By investing in school leadership and developing transformational school leaders, we ensure that all students have effective, engaging educators in every classroom, every year. A multi-year study from the RAND Corporation found significant student achievement gains in schools led by principals trained by New Leaders. Like the Wallace report, RAND also found that New Leaders principals are retained at higher rates and influence teacher hiring and retention as well as student attendance.
We also know that high-performing principals are not go-it-alone superheroes—especially now as the pandemic and systemic racism continue to increase the inequities in our school systems. Effective school leadership views challenges from an equity lens. Principals consider who is affected and identify key partners and human resources. They interpret existing data. They mobilize and engage all stakeholders in forging solutions for their unique context. Working together, they fuel collective efficacy and accelerate student learning.
New Leaders alum and successful principal coach, Claire Fisher, reflects on her own leadership development and how she learned quickly to engage her whole school community.
As a new school principal in Oakland Unified School District, I faced a huge budget shortfall. A grant was sunsetting at my school, and I had to be the holder of that change whether I wanted to be or not. Small class size was the hallmark of the school but without the grant, that was fading fast. Layoffs for teachers were on the horizon.
There was no easy answer. I wanted to engage my staff in the decision-making process, but to do that, I had to build their knowledge. I needed them to understand the broader implications of our financial situation. I had to do my homework fast. First, I had to learn how to balance the school’s budget even though I struggled with my own checkbook. Then, I had to figure out how to make the budget crisis palpable enough so they’d feel empowered to find a viable solution.
At the next staff meeting, I laid out the numbers. Then I reframed the question of layoffs into a question about our vision: What did we think was the most important thing at our school that allowed us to do good things for our students? Was it class size? Was it educational resources?
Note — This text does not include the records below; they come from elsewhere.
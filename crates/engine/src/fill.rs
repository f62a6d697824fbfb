//! Mirrored fill and compare
//!
//! The buffer is split at its midpoint into two halves of equal length.
//! A fill writes a pattern value into each first-half word and the
//! matching value into the word at the same index of the second half; a
//! compare then reads both halves back and checks every pair.
//!
//! ## Access order
//!
//! The fill walks the first half with a stride of one page: the outer loop
//! is the word offset within a page, the inner loop the page index. Two
//! consecutive writes never land in the same page, which keeps caches and
//! page-level OS optimizations from hiding faults. The compare runs after the
//! fill has already scattered locality, so it reads linearly.

use memtest_core::limits::{is_page_multiple, on_progress_tick, words_per_page};
use memtest_core::{load, store, MemoryFault, Pattern, ProgressReporter, Word, COMPARE_SYMBOL};
use rand::RngCore;

fn assert_page_multiple<W: Word>(memory: &[W]) {
    assert!(
        is_page_multiple(memory.len() * W::SIZE),
        "test buffer of {} bytes is not a whole number of pages",
        memory.len() * W::SIZE
    );
}

/// Fill both halves of `memory` with `pattern` in page-strided order.
///
/// Random patterns draw one value per step from `rng` and store it in both
/// halves. Progress ticks carry the pattern symbol and count first-half words.
///
/// # Panics
///
/// If `memory` is not a whole number of pages long.
pub fn fill<W, R, P>(memory: &mut [W], pattern: Pattern, rng: &mut R, progress: &mut P)
where
    W: Word,
    R: RngCore + ?Sized,
    P: ProgressReporter + ?Sized,
{
    assert_page_multiple(memory);
    let step = words_per_page(W::SIZE);
    let half = memory.len() / 2;
    let (first, second) = memory.split_at_mut(half);

    let mut done = 0usize;
    for offset in 0..step.min(half) {
        let mut index = offset;
        while index < half {
            let descriptor = pattern.next_descriptor::<W, R>(rng);
            store(&mut first[index], descriptor.first);
            store(&mut second[index], descriptor.second);

            if on_progress_tick(done) {
                progress.step(done, half, descriptor.symbol);
            }
            done += 1;
            index += step;
        }
    }
    debug_assert_eq!(done, half);
}

/// Compare the two halves of `memory` word by word against `pattern`.
///
/// Stops at the first pair the pattern could not have produced and reports
/// both addresses and both observed values.
///
/// # Panics
///
/// If `memory` is not a whole number of pages long.
pub fn compare<W, P>(memory: &[W], pattern: Pattern, progress: &mut P) -> Result<(), MemoryFault>
where
    W: Word,
    P: ProgressReporter + ?Sized,
{
    assert_page_multiple(memory);
    let half = memory.len() / 2;
    let (first, second) = memory.split_at(half);

    for (index, (slot1, slot2)) in first.iter().zip(second.iter()).enumerate() {
        let value1 = load(slot1);
        let value2 = load(slot2);
        if !pattern.pair_holds(value1, value2) {
            return Err(MemoryFault::Mismatch {
                index,
                address1: W::address_of(slot1),
                address2: W::address_of(slot2),
                value1: value1.to_u64(),
                value2: value2.to_u64(),
            });
        }
        if on_progress_tick(index) {
            progress.step(index, half, COMPARE_SYMBOL);
        }
    }
    Ok(())
}

#[cfg(test)]
mod tests {
    use super::*;
    use crate::testing::{flip_bit, RecordingProgress};
    use memtest_core::{random_word, NoopProgress, PAGE_SIZE};
    use rand::rngs::StdRng;
    use rand::SeedableRng;

    fn pages<W: Word>(count: usize) -> Vec<W> {
        vec![W::ZERO; count * PAGE_SIZE / W::SIZE]
    }

    #[test]
    fn test_solid_single_page_compares_clean() {
        let mut memory = pages::<u64>(1);
        let mut rng = StdRng::seed_from_u64(1);
        fill(&mut memory, Pattern::Solid, &mut rng, &mut NoopProgress);

        let (first, second) = memory.split_at(256);
        assert!(first.iter().all(|&w| w == 0));
        assert!(second.iter().all(|&w| w == u64::MAX));
        assert_eq!(compare(&memory, Pattern::Solid, &mut NoopProgress), Ok(()));
    }

    #[test]
    fn test_checkerboard_halves_are_complements() {
        let mut memory = pages::<u32>(3);
        let mut rng = StdRng::seed_from_u64(1);
        fill(&mut memory, Pattern::Checkerboard, &mut rng, &mut NoopProgress);

        let half = memory.len() / 2;
        for i in 0..half {
            assert_eq!(memory[i], 0xaaaa_aaaa);
            assert_eq!(memory[i], !memory[i + half]);
        }
    }

    #[test]
    fn test_random_fill_mirrors_halves() {
        let mut memory = pages::<u64>(4);
        let mut rng = StdRng::seed_from_u64(99);
        fill(&mut memory, Pattern::Random, &mut rng, &mut NoopProgress);

        let half = memory.len() / 2;
        assert_eq!(memory[..half], memory[half..]);
        assert!(memory.iter().any(|&w| w != 0));
        assert_eq!(compare(&memory, Pattern::Random, &mut NoopProgress), Ok(()));
    }

    #[test]
    fn test_random_fill_is_page_strided() {
        // With a fixed seed, the k-th drawn value lands at offset-major order.
        let mut memory = pages::<u64>(4);
        fill(
            &mut memory,
            Pattern::Random,
            &mut StdRng::seed_from_u64(5),
            &mut NoopProgress,
        );

        let mut replay = StdRng::seed_from_u64(5);
        let step = PAGE_SIZE / 8;
        let half = memory.len() / 2;
        let first = random_word::<u64, _>(&mut replay);
        let second = random_word::<u64, _>(&mut replay);
        assert_eq!(memory[0], first);
        assert_eq!(memory[step], second);
        assert_eq!(memory[half + step], second);
    }

    #[test]
    fn test_compare_reports_first_mismatch() {
        let mut memory = pages::<u64>(2);
        let mut rng = StdRng::seed_from_u64(3);
        fill(&mut memory, Pattern::Random, &mut rng, &mut NoopProgress);

        let half = memory.len() / 2;
        flip_bit(&mut memory, half + 10, 0);
        flip_bit(&mut memory, 20, 5);

        let fault = compare(&memory, Pattern::Random, &mut NoopProgress).unwrap_err();
        match fault {
            MemoryFault::Mismatch {
                index,
                address1,
                address2,
                value1,
                value2,
            } => {
                assert_eq!(index, 10);
                assert_eq!(address1, u64::address_of(&memory[10]));
                assert_eq!(address2, u64::address_of(&memory[half + 10]));
                assert_eq!(value1, memory[10]);
                assert_eq!(value2, memory[half + 10]);
                assert_eq!(value1 ^ value2, 1);
            }
            other => panic!("unexpected fault: {other:?}"),
        }
    }

    #[test]
    fn test_compare_is_repeatable() {
        let mut memory = pages::<u64>(2);
        let mut rng = StdRng::seed_from_u64(8);
        fill(&mut memory, Pattern::Checkerboard, &mut rng, &mut NoopProgress);
        for _ in 0..4 {
            assert_eq!(compare(&memory, Pattern::Checkerboard, &mut NoopProgress), Ok(()));
        }
    }

    #[test]
    fn test_solid_compare_rejects_swapped_halves() {
        let mut memory = pages::<u64>(1);
        let half = memory.len() / 2;
        for w in &mut memory[..half] {
            *w = u64::MAX;
        }
        let fault = compare(&memory, Pattern::Solid, &mut NoopProgress).unwrap_err();
        assert!(matches!(fault, MemoryFault::Mismatch { index: 0, .. }));
    }

    #[test]
    fn test_progress_cadence() {
        // 2 MiB of u64: 131072 words per half, ticks at 0 and 65536.
        let mut memory = pages::<u64>(512);
        let mut rng = StdRng::seed_from_u64(0);
        let mut progress = RecordingProgress::default();

        fill(&mut memory, Pattern::Solid, &mut rng, &mut progress);
        compare(&memory, Pattern::Solid, &mut progress).unwrap();

        let half = memory.len() / 2;
        assert_eq!(
            progress.steps,
            vec![
                (0, half, 'S'),
                (65536, half, 'S'),
                (0, half, '='),
                (65536, half, '='),
            ]
        );
    }

    #[test]
    #[should_panic(expected = "not a whole number of pages")]
    fn test_fill_rejects_partial_page() {
        let mut memory = vec![0u64; 100];
        fill(
            &mut memory,
            Pattern::Solid,
            &mut StdRng::seed_from_u64(0),
            &mut NoopProgress,
        );
    }

    mod properties {
        use super::*;
        use proptest::prelude::*;

        proptest! {
            #[test]
            fn any_single_flip_is_found_at_its_pair(
                seed in any::<u64>(),
                pages_count in 1usize..6,
                slot in any::<prop::sample::Index>(),
                bit in 0u32..64,
                pattern in prop::sample::select(Pattern::ALL.to_vec()),
            ) {
                let mut memory = pages::<u64>(pages_count);
                let half = memory.len() / 2;
                fill(&mut memory, pattern, &mut StdRng::seed_from_u64(seed), &mut NoopProgress);
                prop_assert_eq!(compare(&memory, pattern, &mut NoopProgress), Ok(()));

                let target = slot.index(memory.len());
                flip_bit(&mut memory, target, bit);
                let fault = compare(&memory, pattern, &mut NoopProgress).unwrap_err();
                match fault {
                    MemoryFault::Mismatch { index, .. } => prop_assert_eq!(index, target % half),
                    other => prop_assert!(false, "unexpected fault: {:?}", other),
                }
            }
        }
    }
}
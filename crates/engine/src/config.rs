//! Test configuration via `memtest.toml`
//!
//! Every field has a default, so an empty file is a valid configuration.
//! Command-line flags override whatever the file says.

use memtest_core::{Error, Result, MEGABYTE};
use serde::{Deserialize, Serialize};
use std::path::Path;

use crate::runner::PassLimit;

/// Config file name looked up by `memtest init-config`.
pub const CONFIG_FILE_NAME: &str = "memtest.toml";

fn default_megabytes() -> usize {
    64
}

fn default_passes() -> i64 {
    1
}

fn default_progress() -> bool {
    true
}

/// Memory test configuration loaded from `memtest.toml`.
///
/// # Example
///
/// ```toml
/// megabytes = 256
/// passes = 0      # run until interrupted
/// seed = 42
/// ```
#[derive(Debug, Clone, PartialEq, Eq, Serialize, Deserialize)]
pub struct MemtestConfig {
    /// Megabytes to allocate and test.
    #[serde(default = "default_megabytes")]
    pub megabytes: usize,
    /// Number of passes; zero or negative runs forever.
    #[serde(default = "default_passes")]
    pub passes: i64,
    /// Seed for the random pattern. Drawn from OS entropy when absent.
    #[serde(default, skip_serializing_if = "Option::is_none")]
    pub seed: Option<u64>,
    /// Render the progress screen.
    #[serde(default = "default_progress")]
    pub progress: bool,
}

impl Default for MemtestConfig {
    fn default() -> Self {
        Self {
            megabytes: default_megabytes(),
            passes: default_passes(),
            seed: None,
            progress: default_progress(),
        }
    }
}

impl MemtestConfig {
    /// Pass limit derived from `passes`.
    pub fn pass_limit(&self) -> PassLimit {
        PassLimit::from_count(self.passes)
    }

    /// Check that the buffer size is usable.
    ///
    /// # Errors
    ///
    /// `InvalidConfig` when `megabytes` is zero or does not fit in the
    /// address space.
    pub fn validate(&self) -> Result<()> {
        if self.megabytes == 0 {
            return Err(Error::InvalidConfig(
                "megabytes to test must be at least 1".to_string(),
            ));
        }
        if self.megabytes.checked_mul(MEGABYTE).is_none() {
            return Err(Error::InvalidConfig(format!(
                "{} megabytes does not fit in the address space",
                self.megabytes
            )));
        }
        Ok(())
    }

    /// Returns the default config file content with comments.
    pub fn default_toml() -> &'static str {
        r#"# memtest configuration
#
# Megabytes of memory to allocate and test (default: 64)
megabytes = 64

# Number of passes (default: 1). 0 or a negative number runs forever.
passes = 1

# Seed for the random fill (default: drawn from OS entropy and logged).
# seed = 42

# Render the full-screen progress bar (default: true)
progress = true
"#
    }

    /// Read and parse config from a file path.
    ///
    /// # Errors
    ///
    /// Returns an error if the file cannot be read, parsed, or validated.
    pub fn from_file(path: &Path) -> Result<Self> {
        let content = std::fs::read_to_string(path).map_err(|e| {
            Error::InvalidConfig(format!(
                "Failed to read config file '{}': {}",
                path.display(),
                e
            ))
        })?;
        let config: MemtestConfig = toml::from_str(&content).map_err(|e| {
            Error::InvalidConfig(format!(
                "Failed to parse config file '{}': {}",
                path.display(),
                e
            ))
        })?;
        config.validate()?;
        Ok(config)
    }

    /// Write the default config file if it does not already exist.
    ///
    /// Returns `true` if a file was written.
    pub fn write_default_if_missing(path: &Path) -> Result<bool> {
        if path.exists() {
            return Ok(false);
        }
        std::fs::write(path, Self::default_toml())?;
        Ok(true)
    }

    /// Serialize this config to TOML and write it to the given path.
    pub fn write_to_file(&self, path: &Path) -> Result<()> {
        let content = toml::to_string_pretty(self)
            .map_err(|e| Error::InvalidConfig(format!("Failed to serialize config: {}", e)))?;
        std::fs::write(path, content)?;
        Ok(())
    }
}
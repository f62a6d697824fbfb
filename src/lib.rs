//! memtest - patterned RAM diagnostic
//!
//! Exercises a block of allocated memory with patterned writes and reads to
//! detect faulty cells, address-line defects and bit-coupling errors.
//!
//! # Quick Start
//!
//! ```ignore
//! use memtest::{Memtest, MemtestConfig, NativeWord, NoopProgress};
//!
//! let config = MemtestConfig { megabytes: 16, ..MemtestConfig::default() };
//! let mut memtest = Memtest::<NativeWord>::new(&config)?;
//! let summary = memtest.run(&mut NoopProgress)?;
//! ```
//!
//! # Architecture
//!
//! The pattern engine and shared types live in `memtest-core`; buffer
//! ownership, the fill/compare phases and pass sequencing live in
//! `memtest-engine`, which is re-exported here.

pub use memtest_engine::*;

/// Pattern engine and word-level primitives.
pub use memtest_core::{addressing_value, random_word, word};
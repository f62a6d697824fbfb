//! The machine word every test phase reads and writes
//!
//! All masks, fills and address-as-value writes happen at one width per test
//! run. The width is a type parameter bounded by [`Word`]; binaries pick
//! [`NativeWord`], which matches the pointer width of the build target.

use std::fmt;

/// An unsigned integer usable as the unit of fill and compare.
///
/// Implemented for `u32` and `u64`.
pub trait Word: Copy + Eq + fmt::Debug + fmt::LowerHex + Send + Sync + 'static {
    /// Width in bits.
    const BITS: u32;

    /// Width in bytes.
    const SIZE: usize;

    /// All bits clear.
    const ZERO: Self;

    /// All bits set (the unsigned maximum).
    const ALL_ONES: Self;

    /// Alternating bits starting with the high bit set: `1010...`.
    const ONE_ZERO: Self;

    /// Alternating bits starting with the high bit clear: `0101...`.
    const ZERO_ONE: Self;

    /// Pointer-to-integer cast, truncated to this width.
    fn from_address(address: usize) -> Self;

    /// Truncating conversion from a 64-bit value.
    fn from_u64(value: u64) -> Self;

    /// Widening conversion used by fault reports.
    fn to_u64(self) -> u64;

    /// Address of a word slot.
    #[inline]
    fn address_of(slot: &Self) -> usize {
        slot as *const Self as usize
    }
}

macro_rules! impl_word {
    ($ty:ty, $one_zero:expr, $zero_one:expr) => {
        impl Word for $ty {
            const BITS: u32 = <$ty>::BITS;
            const SIZE: usize = std::mem::size_of::<$ty>();
            const ZERO: Self = 0;
            const ALL_ONES: Self = <$ty>::MAX;
            const ONE_ZERO: Self = $one_zero;
            const ZERO_ONE: Self = $zero_one;

            #[inline]
            fn from_address(address: usize) -> Self {
                address as $ty
            }

            #[inline]
            fn from_u64(value: u64) -> Self {
                value as $ty
            }

            #[inline]
            fn to_u64(self) -> u64 {
                self as u64
            }
        }
    };
}

impl_word!(u32, 0xaaaa_aaaa, 0x5555_5555);
impl_word!(u64, 0xaaaa_aaaa_aaaa_aaaa, 0x5555_5555_5555_5555);

/// Word type matching the pointer width of the target.
#[cfg(target_pointer_width = "64")]
pub type NativeWord = u64;

/// Word type matching the pointer width of the target.
#[cfg(target_pointer_width = "32")]
pub type NativeWord = u32;

#[cfg(not(any(target_pointer_width = "32", target_pointer_width = "64")))]
compile_error!("memtest supports only 32-bit and 64-bit targets");

/// Write a word so that the store cannot be elided or merged.
#[inline(always)]
pub fn store<W: Word>(slot: &mut W, value: W) {
    // SAFETY: `slot` is a live, aligned, exclusive reference.
    unsafe { std::ptr::write_volatile(slot, value) }
}

/// Read a word so that the load is actually issued against memory.
#[inline(always)]
pub fn load<W: Word>(slot: &W) -> W {
    // SAFETY: `slot` is a live, aligned reference.
    unsafe { std::ptr::read_volatile(slot) }
}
What drove student success?
In the end, after weeks of rigorous discussion, my staff voted unanimously to increase class size so they could reach more students and continue to do what they do best: teach.
My first year as a school principal taught me how important it is for schools to make decisions for themselves. Principals cannot lead by themselves. We need thought partners, instructional leadership teams, family councils. Principals need to tap into the leadership capacity of every teacher, teacher leader, parent in their schools if we want students to thrive.
Like Fisher, transformational principals galvanize the whole school community to advance learning and teaching. Findings from the Wallace report identify several key leadership practices that fuel school improvement: engaging in high-leverage instructional activities (e.g., feedback and teacher evaluation); cultivating a productive school culture; building collaboration and professional learning communities; and managing staff and resources strategically.
Our evidence-based Transformational Leadership Framework (TLF) 2020 translates these findings into action. The TLF 2020 articulates leadership actions at three key levels - system, school, and team. In the wake of COVID-19 and national outcry for racial justice, we wanted to support leaders in tackling widening educational disparities, ensuring the well-being of their community, and replacing inequitable systems. Our Leadership Toolkit for Supporting Remote Instruction also offers ready-to-use resources to stay focused on student learning and teaching.
“It is difficult to envision an investment with a higher ceiling on its potential return than a successful effort to improve principal leadership,” the Wallace report states. When we develop school leaders who expect excellence and demand more equitable systems, we create change-makers who impact the whole school community. At a time when school systems are looking for ways to do more with less, strategic investments in leadership development and principal pipelines are cost-effective and deliver lasting pay-offs for adults and students alike.
As today’s crises continue to impact historically marginalized communities, a great principal must rise, again and again, to meet this moment - and whatever comes next. Now more than ever, our schools need the kind of leadership that brings out the best in everyone. Effective school principals like Fisher show us how strong leaders turn challenges into opportunities.